(Given data begins)
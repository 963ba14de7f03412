use std::cmp::Ordering;

use eatsoon_shared::{PantryItem, Recipe};
use serde::Serialize;
use time::OffsetDateTime;

use crate::pantry_index::PantryIndex;
use crate::scoring::{RecipeScore, Weights, score_recipe_at};

/// Keys written by [`RecipeScore`]; same-named catalog fields are replaced.
const SCORE_FIELDS: [&str; 4] = ["score", "matchCount", "neededCount", "missing"];

/// A catalog recipe annotated with its pantry score.
///
/// Serializes flat: the recipe document with `score`, `matchCount`,
/// `neededCount` and `missing` added.
#[derive(Debug, Clone, PartialEq, Serialize)]
pub struct ScoredRecipe {
    #[serde(flatten)]
    pub recipe: Recipe,
    #[serde(flatten)]
    pub score: RecipeScore,
}

impl ScoredRecipe {
    pub fn new(mut recipe: Recipe, score: RecipeScore) -> Self {
        for field in SCORE_FIELDS {
            recipe.extra.remove(field);
        }

        Self { recipe, score }
    }

    pub fn is_full_match(&self) -> bool {
        self.score.is_full_match()
    }
}

/// Knobs of [`recommend_recipes`].
#[derive(Debug, Clone, PartialEq)]
pub struct RecommendOptions {
    /// Maximum number of recipes returned.
    pub top_k: usize,
    /// Drop recipes missing more ingredients than this; `None` keeps all.
    pub max_missing: Option<usize>,
    /// Keep only recipes whose every scorable ingredient is covered.
    pub only_full_match: bool,
    /// Minimum expiring ingredients for the expiring-stock strategy.
    pub min_expiring: usize,
    pub weights: Weights,
}

impl Default for RecommendOptions {
    fn default() -> Self {
        Self {
            top_k: 20,
            max_missing: None,
            only_full_match: false,
            min_expiring: 3,
            weights: Weights::default(),
        }
    }
}

impl RecommendOptions {
    pub fn top_k(mut self, top_k: usize) -> Self {
        self.top_k = top_k;
        self
    }

    pub fn max_missing(mut self, max_missing: usize) -> Self {
        self.max_missing = Some(max_missing);
        self
    }

    pub fn only_full_match(mut self, only_full_match: bool) -> Self {
        self.only_full_match = only_full_match;
        self
    }

    pub fn min_expiring(mut self, min_expiring: usize) -> Self {
        self.min_expiring = min_expiring;
        self
    }

    pub fn weights(mut self, weights: Weights) -> Self {
        self.weights = weights;
        self
    }
}

/// Ranks the catalog against the pantry using the current time.
pub fn recommend_recipes(
    recipes: &[Recipe],
    pantry: &[PantryItem],
    options: &RecommendOptions,
) -> Vec<ScoredRecipe> {
    recommend_recipes_at(recipes, pantry, options, OffsetDateTime::now_utc())
}

/// Ranks the catalog against the pantry as of `now`.
///
/// One index is built per call. Recipes are filtered (full match, missing
/// cap), sorted by descending score and cut to `top_k`. Equal scores keep
/// catalog order.
#[tracing::instrument(skip_all, fields(recipes = recipes.len(), pantry = pantry.len()))]
pub fn recommend_recipes_at(
    recipes: &[Recipe],
    pantry: &[PantryItem],
    options: &RecommendOptions,
    now: OffsetDateTime,
) -> Vec<ScoredRecipe> {
    let index = PantryIndex::build(pantry);

    let mut ranked: Vec<ScoredRecipe> = recipes
        .iter()
        .map(|recipe| (recipe, score_recipe_at(recipe, &index, &options.weights, now)))
        .filter(|(_, score)| !options.only_full_match || score.is_full_match())
        .filter(|(_, score)| {
            options
                .max_missing
                .is_none_or(|max_missing| score.missing.len() <= max_missing)
        })
        .map(|(recipe, score)| ScoredRecipe::new(recipe.clone(), score))
        .collect();

    sort_by_score(&mut ranked);
    ranked.truncate(options.top_k);

    tracing::debug!(returned = ranked.len(), "ranked recipes");

    ranked
}

/// Stable sort, highest score first. `-0.0` and `0.0` tie.
pub(crate) fn sort_by_score(recipes: &mut [ScoredRecipe]) {
    recipes.sort_by(|a, b| {
        b.score
            .score
            .partial_cmp(&a.score.score)
            .unwrap_or(Ordering::Equal)
    });
}

#[cfg(test)]
mod tests {
    use super::*;
    use serde_json::{Value, json};

    #[test]
    fn test_scored_recipe_overwrites_score_fields() {
        let mut recipe = Recipe::new("r1", "비빔밥");
        recipe.extra.insert("score".to_string(), Value::from("legacy"));
        recipe.extra.insert("servings".to_string(), Value::from(2));

        let scored = ScoredRecipe::new(
            recipe,
            RecipeScore {
                score: 1.5,
                match_count: 1,
                needed_count: 1,
                missing: vec![],
            },
        );

        let json = serde_json::to_value(&scored).unwrap();
        assert_eq!(json["score"], json!(1.5));
        assert_eq!(json["servings"], json!(2));
        assert_eq!(json["matchCount"], json!(1));
        assert_eq!(json["neededCount"], json!(1));
        assert_eq!(json["missing"], json!([]));
        assert_eq!(json["id"], json!("r1"));
    }

    #[test]
    fn test_sort_is_stable_for_ties() {
        let mut recipes: Vec<ScoredRecipe> = [("a", 1.0), ("b", 3.0), ("c", 1.0), ("d", 3.0)]
            .into_iter()
            .map(|(id, score)| {
                ScoredRecipe::new(
                    Recipe::new(id, id),
                    RecipeScore {
                        score,
                        ..Default::default()
                    },
                )
            })
            .collect();

        sort_by_score(&mut recipes);

        let ids: Vec<&str> = recipes.iter().map(|r| r.recipe.id.as_str()).collect();
        assert_eq!(ids, vec!["b", "d", "a", "c"]);
    }

    #[test]
    fn test_signed_zero_scores_tie() {
        let mut recipes: Vec<ScoredRecipe> = [("neg", -0.0), ("pos", 0.0), ("low", -1.0)]
            .into_iter()
            .map(|(id, score)| {
                ScoredRecipe::new(
                    Recipe::new(id, id),
                    RecipeScore {
                        score,
                        ..Default::default()
                    },
                )
            })
            .collect();

        sort_by_score(&mut recipes);

        let ids: Vec<&str> = recipes.iter().map(|r| r.recipe.id.as_str()).collect();
        assert_eq!(ids, vec!["neg", "pos", "low"]);
    }

    #[test]
    fn test_default_options() {
        let options = RecommendOptions::default();
        assert_eq!(options.top_k, 20);
        assert_eq!(options.max_missing, None);
        assert!(!options.only_full_match);
        assert_eq!(options.weights, Weights::default());
    }
}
(Given data ends)
# What is required
Each record above has to be set down again, exactly and completely.

# Exercise answer
repository 963ba14de7f03412
use std::cmp::Ordering;

use eatsoon_shared::{PantryItem, Recipe};
use serde::Serialize;
use time::OffsetDateTime;

use crate::pantry_index::PantryIndex;
use crate::scoring::{RecipeScore, Weights, score_recipe_at};

/// Keys written by [`RecipeScore`]; same-named catalog fields are replaced.
const SCORE_FIELDS: [&str; 4] = ["score", "matchCount", "neededCount", "missing"];

/// A catalog recipe annotated with its pantry score.
///
/// Serializes flat: the recipe document with `score`, `matchCount`,
/// `neededCount` and `missing` added.
#[derive(Debug, Clone, PartialEq, Serialize)]
pub struct ScoredRecipe {
    #[serde(flatten)]
    pub recipe: Recipe,
    #[serde(flatten)]
    pub score: RecipeScore,
}

impl ScoredRecipe {
    pub fn new(mut recipe: Recipe, score: RecipeScore) -> Self {
        for field in SCORE_FIELDS {
            recipe.extra.remove(field);
        }

        Self { recipe, score }
    }

    pub fn is_full_match(&self) -> bool {
        self.score.is_full_match()
    }
}

/// Knobs of [`recommend_recipes`].
#[derive(Debug, Clone, PartialEq)]
pub struct RecommendOptions {
    /// Maximum number of recipes returned.
    pub top_k: usize,
    /// Drop recipes missing more ingredients than this; `None` keeps all.
    pub max_missing: Option<usize>,
    /// Keep only recipes whose every scorable ingredient is covered.
    pub only_full_match: bool,
    /// Minimum expiring ingredients for the expiring-stock strategy.
    pub min_expiring: usize,
    pub weights: Weights,
}

impl Default for RecommendOptions {
    fn default() -> Self {
        Self {
            top_k: 20,
            max_missing: None,
            only_full_match: false,
            min_expiring: 3,
            weights: Weights::default(),
        }
    }
}

impl RecommendOptions {
    pub fn top_k(mut self, top_k: usize) -> Self {
        self.top_k = top_k;
        self
    }

    pub fn max_missing(mut self, max_missing: usize) -> Self {
        self.max_missing = Some(max_missing);
        self
    }

    pub fn only_full_match(mut self, only_full_match: bool) -> Self {
        self.only_full_match = only_full_match;
        self
    }

    pub fn min_expiring(mut self, min_expiring: usize) -> Self {
        self.min_expiring = min_expiring;
        self
    }

    pub fn weights(mut self, weights: Weights) -> Self {
        self.weights = weights;
        self
    }
}

/// Ranks the catalog against the pantry using the current time.
pub fn recommend_recipes(
    recipes: &[Recipe],
    pantry: &[PantryItem],
    options: &RecommendOptions,
) -> Vec<ScoredRecipe> {
    recommend_recipes_at(recipes, pantry, options, OffsetDateTime::now_utc())
}

/// Ranks the catalog against the pantry as of `now`.
///
/// One index is built per call. Recipes are filtered (full match, missing
/// cap), sorted by descending score and cut to `top_k`. Equal scores keep
/// catalog order.
#[tracing::instrument(skip_all, fields(recipes = recipes.len(), pantry = pantry.len()))]
pub fn recommend_recipes_at(
    recipes: &[Recipe],
    pantry: &[PantryItem],
    options: &RecommendOptions,
    now: OffsetDateTime,
) -> Vec<ScoredRecipe> {
    let index = PantryIndex::build(pantry);

    let mut ranked: Vec<ScoredRecipe> = recipes
        .iter()
        .map(|recipe| (recipe, score_recipe_at(recipe, &index, &options.weights, now)))
        .filter(|(_, score)| !options.only_full_match || score.is_full_match())
        .filter(|(_, score)| {
            options
                .max_missing
                .is_none_or(|max_missing| score.missing.len() <= max_missing)
        })
        .map(|(recipe, score)| ScoredRecipe::new(recipe.clone(), score))
        .collect();

    sort_by_score(&mut ranked);
    ranked.truncate(options.top_k);

    tracing::debug!(returned = ranked.len(), "ranked recipes");

    ranked
}

/// Stable sort, highest score first. `-0.0` and `0.0` tie.
pub(crate) fn sort_by_score(recipes: &mut [ScoredRecipe]) {
    recipes.sort_by(|a, b| {
        b.score
            .score
            .partial_cmp(&a.score.score)
            .unwrap_or(Ordering::Equal)
    });
}

#[cfg(test)]
mod tests {
    use super::*;
    use serde_json::{Value, json};

    #[test]
    fn test_scored_recipe_overwrites_score_fields() {
        let mut recipe = Recipe::new("r1", "비빔밥");
        recipe.extra.insert("score".to_string(), Value::from("legacy"));
        recipe.extra.insert("servings".to_string(), Value::from(2));

        let scored = ScoredRecipe::new(
            recipe,
            RecipeScore {
                score: 1.5,
                match_count: 1,
                needed_count: 1,
                missing: vec![],
            },
        );

        let json = serde_json::to_value(&scored).unwrap();
        assert_eq!(json["score"], json!(1.5));
        assert_eq!(json["servings"], json!(2));
        assert_eq!(json["matchCount"], json!(1));
        assert_eq!(json["neededCount"], json!(1));
        assert_eq!(json["missing"], json!([]));
        assert_eq!(json["id"], json!("r1"));
    }

    #[test]
    fn test_sort_is_stable_for_ties() {
        let mut recipes: Vec<ScoredRecipe> = [("a", 1.0), ("b", 3.0), ("c", 1.0), ("d", 3.0)]
            .into_iter()
            .map(|(id, score)| {
                ScoredRecipe::new(
                    Recipe::new(id, id),
                    RecipeScore {
                        score,
                        ..Default::default()
                    },
                )
            })
            .collect();

        sort_by_score(&mut recipes);

        let ids: Vec<&str> = recipes.iter().map(|r| r.recipe.id.as_str()).collect();
        assert_eq!(ids, vec!["b", "d", "a", "c"]);
    }

    #[test]
    fn test_signed_zero_scores_tie() {
        let mut recipes: Vec<ScoredRecipe> = [("neg", -0.0), ("pos", 0.0), ("low", -1.0)]
            .into_iter()
            .map(|(id, score)| {
                ScoredRecipe::new(
                    Recipe::new(id, id),
                    RecipeScore {
                        score,
                        ..Default::default()
                    },
                )
            })
            .collect();

        sort_by_score(&mut recipes);

        let ids: Vec<&str> = recipes.iter().map(|r| r.recipe.id.as_str()).collect();
        assert_eq!(ids, vec!["neg", "pos", "low"]);
    }

    #[test]
    fn test_default_options() {
        let options = RecommendOptions::default();
        assert_eq!(options.top_k, 20);
        assert_eq!(options.max_missing, None);
        assert!(!options.only_full_match);
        assert_eq!(options.weights, Weights::default());
    }
}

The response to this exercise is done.